▶ Task goal:
Which of the lines below include the word "WindowSpec"? Pull each one out.

───── Data for processing

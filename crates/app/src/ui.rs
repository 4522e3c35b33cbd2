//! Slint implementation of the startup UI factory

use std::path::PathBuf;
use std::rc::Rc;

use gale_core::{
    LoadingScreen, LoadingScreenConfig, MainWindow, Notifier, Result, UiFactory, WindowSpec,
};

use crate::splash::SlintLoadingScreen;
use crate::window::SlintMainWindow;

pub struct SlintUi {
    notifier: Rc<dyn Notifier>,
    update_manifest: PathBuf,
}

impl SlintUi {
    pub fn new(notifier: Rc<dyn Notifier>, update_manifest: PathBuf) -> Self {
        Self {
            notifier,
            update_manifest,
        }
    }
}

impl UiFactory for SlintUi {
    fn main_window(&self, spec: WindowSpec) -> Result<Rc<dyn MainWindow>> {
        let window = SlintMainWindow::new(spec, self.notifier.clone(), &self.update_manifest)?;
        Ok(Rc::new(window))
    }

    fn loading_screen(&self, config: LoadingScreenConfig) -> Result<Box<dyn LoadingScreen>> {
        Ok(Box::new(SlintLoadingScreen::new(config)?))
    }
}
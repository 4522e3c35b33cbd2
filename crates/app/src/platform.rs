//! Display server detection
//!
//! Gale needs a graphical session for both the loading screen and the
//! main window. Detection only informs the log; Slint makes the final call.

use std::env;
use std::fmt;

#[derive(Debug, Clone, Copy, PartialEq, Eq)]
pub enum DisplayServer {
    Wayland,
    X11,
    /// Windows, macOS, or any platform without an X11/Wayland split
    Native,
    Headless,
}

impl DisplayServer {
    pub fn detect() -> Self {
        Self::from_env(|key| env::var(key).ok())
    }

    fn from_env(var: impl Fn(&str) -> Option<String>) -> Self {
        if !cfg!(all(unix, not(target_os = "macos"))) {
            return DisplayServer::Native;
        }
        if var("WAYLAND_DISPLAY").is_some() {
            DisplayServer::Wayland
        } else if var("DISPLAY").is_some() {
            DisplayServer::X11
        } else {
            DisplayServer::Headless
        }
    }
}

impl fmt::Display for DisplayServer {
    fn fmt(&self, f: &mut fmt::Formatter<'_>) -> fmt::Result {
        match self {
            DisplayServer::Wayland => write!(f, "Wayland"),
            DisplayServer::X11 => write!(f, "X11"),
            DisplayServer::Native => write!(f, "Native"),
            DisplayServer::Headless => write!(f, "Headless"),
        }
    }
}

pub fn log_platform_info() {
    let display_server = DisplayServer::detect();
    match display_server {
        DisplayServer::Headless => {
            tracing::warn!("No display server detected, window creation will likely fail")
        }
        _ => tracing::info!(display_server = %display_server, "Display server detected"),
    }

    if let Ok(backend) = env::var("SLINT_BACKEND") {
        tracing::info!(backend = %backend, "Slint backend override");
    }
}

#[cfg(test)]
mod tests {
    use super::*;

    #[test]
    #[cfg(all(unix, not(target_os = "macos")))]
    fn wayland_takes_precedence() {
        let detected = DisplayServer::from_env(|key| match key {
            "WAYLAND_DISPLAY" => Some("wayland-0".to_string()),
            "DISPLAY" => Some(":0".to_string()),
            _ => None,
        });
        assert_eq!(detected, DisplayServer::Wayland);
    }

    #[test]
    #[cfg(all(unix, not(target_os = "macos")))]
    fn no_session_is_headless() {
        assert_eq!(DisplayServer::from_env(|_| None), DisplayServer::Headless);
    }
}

──────────
───── Data for processing

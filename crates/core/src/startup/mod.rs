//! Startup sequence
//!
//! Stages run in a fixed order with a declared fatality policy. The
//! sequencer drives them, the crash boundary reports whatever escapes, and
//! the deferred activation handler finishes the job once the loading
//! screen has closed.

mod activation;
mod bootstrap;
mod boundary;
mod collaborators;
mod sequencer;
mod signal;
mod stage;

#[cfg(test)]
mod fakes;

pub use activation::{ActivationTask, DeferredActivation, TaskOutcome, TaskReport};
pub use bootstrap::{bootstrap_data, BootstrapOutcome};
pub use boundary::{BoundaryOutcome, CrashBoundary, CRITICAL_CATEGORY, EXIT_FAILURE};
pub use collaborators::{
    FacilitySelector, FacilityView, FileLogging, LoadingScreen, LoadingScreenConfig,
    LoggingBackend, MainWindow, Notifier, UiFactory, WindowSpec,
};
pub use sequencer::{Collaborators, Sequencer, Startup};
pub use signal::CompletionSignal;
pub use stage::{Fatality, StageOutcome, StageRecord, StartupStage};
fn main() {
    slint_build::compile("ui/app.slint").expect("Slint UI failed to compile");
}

──────────

▶ Result for this task:
    LoadingScreen, LoadingScreenConfig, MainWindow, Notifier, Result, UiFactory, WindowSpec,
    fn main_window(&self, spec: WindowSpec) -> Result<Rc<dyn MainWindow>> {
    LoggingBackend, MainWindow, Notifier, UiFactory, WindowSpec,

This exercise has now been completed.